To coincide with the launch of its new travel insurance guide the ABI reveals the startling costs of falling ill abroad this year. Have an accident and you could have to work for over 25 years to pay for emergency medical care without insurance.
Find that hard to believe? These are some figures recently released by British insurance companies:
- £200 million paid out a year to help 150,000 people who fall seriously ill overseas
- One claim for treating a stroke in the USA has cost £760,000, at least 25 years wages for the average worker
- Another claim, for a jet-ski accident in Turkey, cost £125,000.
- The cost of the average medical claim at £1,300 rose by 40% between 2011 and 2016
- It is not uncommon for medical bills to run into tens or hundreds of thousands of pounds
The staggering potential costs of emergency medical treatment faced by UK travellers abroad this year is highlighted by the Association of British Insurers (ABI). Six-figure medical bills are now not uncommon.
The figures come as the ABI launches its new guide to travel insurance to help travellers ensure they have the right travel insurance to cover any sky high overseas medical bills and emergency repatriation to get back home (click here for your copy).
The USA, which attracts 3.8 million UK visitors a year, has some of the highest medical costs. For example:
- £768,000 has been paid to cover the medical costs of treating a traveller who suffered a stroke. This includes £60,000 for an air ambulance back to the UK.
- £252,000 to treat a brain haemorrhage and broken shoulder suffered by a traveller when he fell off a cycle.
- £32,000 to pay for a four day hospital stay to treat a 12 year-old girl who caught pneumonia on a school trip. The travel insurer also paid for the cost of flying out a member of the family to be with her.
Elsewhere in the world, examples of emergency medical bills faced by British travellers that travel insurers have paid include:
- £136,000 for treating complications following an insect bite in Chile. This included paying for a nurse to escort the traveller home.
- £81,000 to cover ongoing costs of treating a holidaymaker who contracted pancreatitis in Greece.
- £74,000 paid to treat a brain haemorrhage in Cuba.
- £60,000 to treat injuries sustained in a road accident in El Salvador. This included £33,000 for an air ambulance back to the UK.

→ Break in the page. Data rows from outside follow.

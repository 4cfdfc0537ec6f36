//! Core types for the congestion monitor
//!
//! This module defines the data structures that flow through each stage of the
//! monitor: detections, sectors, per-frame metrics, and notification requests.

use crate::error::MonitorError;
use chrono::{DateTime, Utc};
use serde::{Deserialize, Serialize};
use std::fmt;
use uuid::Uuid;

/// Normalized bounding box of a detected person, relative to frame size.
///
/// Serialized as a `[x1, y1, x2, y2]` array, which is how detectors usually
/// emit normalized boxes.
#[derive(Debug, Clone, Copy, PartialEq, Serialize, Deserialize)]
#[serde(from = "[f64; 4]", into = "[f64; 4]")]
pub struct Detection {
    pub x1: f64,
    pub y1: f64,
    pub x2: f64,
    pub y2: f64,
}

impl Detection {
    pub fn new(x1: f64, y1: f64, x2: f64, y2: f64) -> Self {
        Self { x1, y1, x2, y2 }
    }

    /// Center point of the box
    pub fn center(&self) -> (f64, f64) {
        ((self.x1 + self.x2) / 2.0, (self.y1 + self.y2) / 2.0)
    }

    /// Check that every coordinate lies in `[0, 1]` and the corners are ordered
    pub fn validate(&self) -> Result<(), MonitorError> {
        let coords = [self.x1, self.y1, self.x2, self.y2];
        if coords.iter().any(|c| !c.is_finite() || !(0.0..=1.0).contains(c)) {
            return Err(MonitorError::MalformedDetection(format!(
                "coordinates outside [0, 1]: {coords:?}"
            )));
        }
        if self.x1 > self.x2 || self.y1 > self.y2 {
            return Err(MonitorError::MalformedDetection(format!(
                "corners out of order: {coords:?}"
            )));
        }
        Ok(())
    }
}

impl From<[f64; 4]> for Detection {
    fn from(b: [f64; 4]) -> Self {
        Self::new(b[0], b[1], b[2], b[3])
    }
}

impl From<Detection> for [f64; 4] {
    fn from(d: Detection) -> Self {
        [d.x1, d.y1, d.x2, d.y2]
    }
}

/// Normalized rectangle `(x1, y1, x2, y2)`
#[derive(Debug, Clone, Copy, PartialEq, Serialize, Deserialize)]
pub struct Region {
    pub x1: f64,
    pub y1: f64,
    pub x2: f64,
    pub y2: f64,
}

/// One of the four fixed quadrants of the frame
#[derive(Debug, Clone, Copy, PartialEq, Eq, Hash, Serialize, Deserialize)]
pub enum Sector {
    #[serde(rename = "North-West")]
    NorthWest,
    #[serde(rename = "North-East")]
    NorthEast,
    #[serde(rename = "South-West")]
    SouthWest,
    #[serde(rename = "South-East")]
    SouthEast,
}

impl Sector {
    /// All sectors in tie-break order
    pub const ALL: [Sector; 4] = [
        Sector::NorthWest,
        Sector::NorthEast,
        Sector::SouthWest,
        Sector::SouthEast,
    ];

    pub fn name(&self) -> &'static str {
        match self {
            Sector::NorthWest => "North-West",
            Sector::NorthEast => "North-East",
            Sector::SouthWest => "South-West",
            Sector::SouthEast => "South-East",
        }
    }

    /// Quadrant covered by this sector
    pub fn region(&self) -> Region {
        let (x1, y1, x2, y2) = match self {
            Sector::NorthWest => (0.0, 0.0, 0.5, 0.5),
            Sector::NorthEast => (0.5, 0.0, 1.0, 0.5),
            Sector::SouthWest => (0.0, 0.5, 0.5, 1.0),
            Sector::SouthEast => (0.5, 0.5, 1.0, 1.0),
        };
        Region { x1, y1, x2, y2 }
    }

    /// Sector containing a normalized point. The 0.5 boundaries belong to the
    /// East and South halves.
    pub fn containing(x: f64, y: f64) -> Sector {
        match (x < 0.5, y < 0.5) {
            (true, true) => Sector::NorthWest,
            (false, true) => Sector::NorthEast,
            (true, false) => Sector::SouthWest,
            (false, false) => Sector::SouthEast,
        }
    }

    pub(crate) fn index(&self) -> usize {
        match self {
            Sector::NorthWest => 0,
            Sector::NorthEast => 1,
            Sector::SouthWest => 2,
            Sector::SouthEast => 3,
        }
    }
}

impl fmt::Display for Sector {
    fn fmt(&self, f: &mut fmt::Formatter<'_>) -> fmt::Result {
        f.write_str(self.name())
    }
}

/// Congestion status tier
#[derive(Debug, Clone, Copy, PartialEq, Eq, PartialOrd, Ord, Hash, Serialize, Deserialize)]
#[serde(rename_all = "UPPERCASE")]
pub enum CongestionStatus {
    Normal,
    Warning,
    Critical,
}

impl CongestionStatus {
    pub fn as_str(&self) -> &'static str {
        match self {
            CongestionStatus::Normal => "NORMAL",
            CongestionStatus::Warning => "WARNING",
            CongestionStatus::Critical => "CRITICAL",
        }
    }

    pub fn color(&self) -> StatusColor {
        match self {
            CongestionStatus::Normal => StatusColor::Green,
            CongestionStatus::Warning => StatusColor::Orange,
            CongestionStatus::Critical => StatusColor::Red,
        }
    }
}

impl fmt::Display for CongestionStatus {
    fn fmt(&self, f: &mut fmt::Formatter<'_>) -> fmt::Result {
        f.write_str(self.as_str())
    }
}

/// Color-coded threshold bucket shown on the dashboard
#[derive(Debug, Clone, Copy, PartialEq, Eq, Serialize, Deserialize)]
#[serde(rename_all = "lowercase")]
pub enum StatusColor {
    Green,
    Orange,
    Red,
}

impl StatusColor {
    pub fn hex(&self) -> &'static str {
        match self {
            StatusColor::Green => "#16a34a",
            StatusColor::Orange => "#ea580c",
            StatusColor::Red => "#dc2626",
        }
    }

    /// Blue-green-red triple for overlay drawing
    pub fn bgr(&self) -> (u8, u8, u8) {
        match self {
            StatusColor::Green => (0, 255, 0),
            StatusColor::Orange => (0, 165, 255),
            StatusColor::Red => (0, 0, 255),
        }
    }
}

/// Result of analyzing one frame
#[derive(Debug, Clone, PartialEq, Serialize, Deserialize)]
pub struct Metrics {
    /// Number of accepted detections
    pub count: usize,
    /// Malformed detections skipped during analysis
    #[serde(default)]
    pub excluded: usize,
    /// Congestion index (0-100, one decimal)
    pub congestion_index: f64,
    pub status: CongestionStatus,
    /// Most crowded sector
    pub hotspot: Sector,
}

/// Request handed to a notifier when an alert fires
#[derive(Debug, Clone, PartialEq, Serialize, Deserialize)]
pub struct NotificationRequest {
    pub id: Uuid,
    pub status: CongestionStatus,
    pub congestion_index: f64,
    pub recommendation: String,
    pub raised_at: DateTime<Utc>,
}

impl NotificationRequest {
    pub fn new(
        status: CongestionStatus,
        congestion_index: f64,
        recommendation: String,
        raised_at: DateTime<Utc>,
    ) -> Self {
        Self {
            id: Uuid::new_v4(),
            status,
            congestion_index,
            recommendation,
            raised_at,
        }
    }

    pub fn subject(&self) -> String {
        format!("CROWD MONITOR ALERT: {}", self.status)
    }

    /// Plain-text message body for mail-style transports
    pub fn body(&self) -> String {
        format!(
            "Status: {}\nIndex: {:.1}\nAction: {}\nTime: {}",
            self.status,
            self.congestion_index,
            self.recommendation,
            self.raised_at.format("%H:%M:%S")
        )
    }
}

/// One frame's detector and motion output, as read from NDJSON replays
#[derive(Debug, Clone, PartialEq, Serialize, Deserialize)]
pub struct FrameObservation {
    #[serde(default)]
    pub timestamp: Option<DateTime<Utc>>,
    #[serde(default)]
    pub detections: Vec<Detection>,
    #[serde(default)]
    pub motion_magnitude: f64,
}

When travelling in Europe, the free European Health Insurance Card (EHIC) gives you access to state-provided healthcare available to a resident. However, it is no substitute for having travel insurance as it will not cover all medical costs, or the cost of emergency repatriation back to the UK. From Spain an air ambulance can cost £25,000.
Mark Shepherd, Assistant Director, Head of Property, Commercial and Specialist Lines at the ABI, said: “While most travellers enjoy their breaks, falling seriously ill overseas is stressful enough, without the added worry of how to pay for potentially very expensive medical bills.
“Yet incredibly an estimated one in four travellers still travel without insurance, despite the fact that the average cost of a single trip policy can be less than what a family spends on snacks at the airport.
“With a wide range of competitively priced policies available, shop around, don’t forget to disclose any pre-existing medical conditions, and remember that the cheapest policy may not be best for your needs.”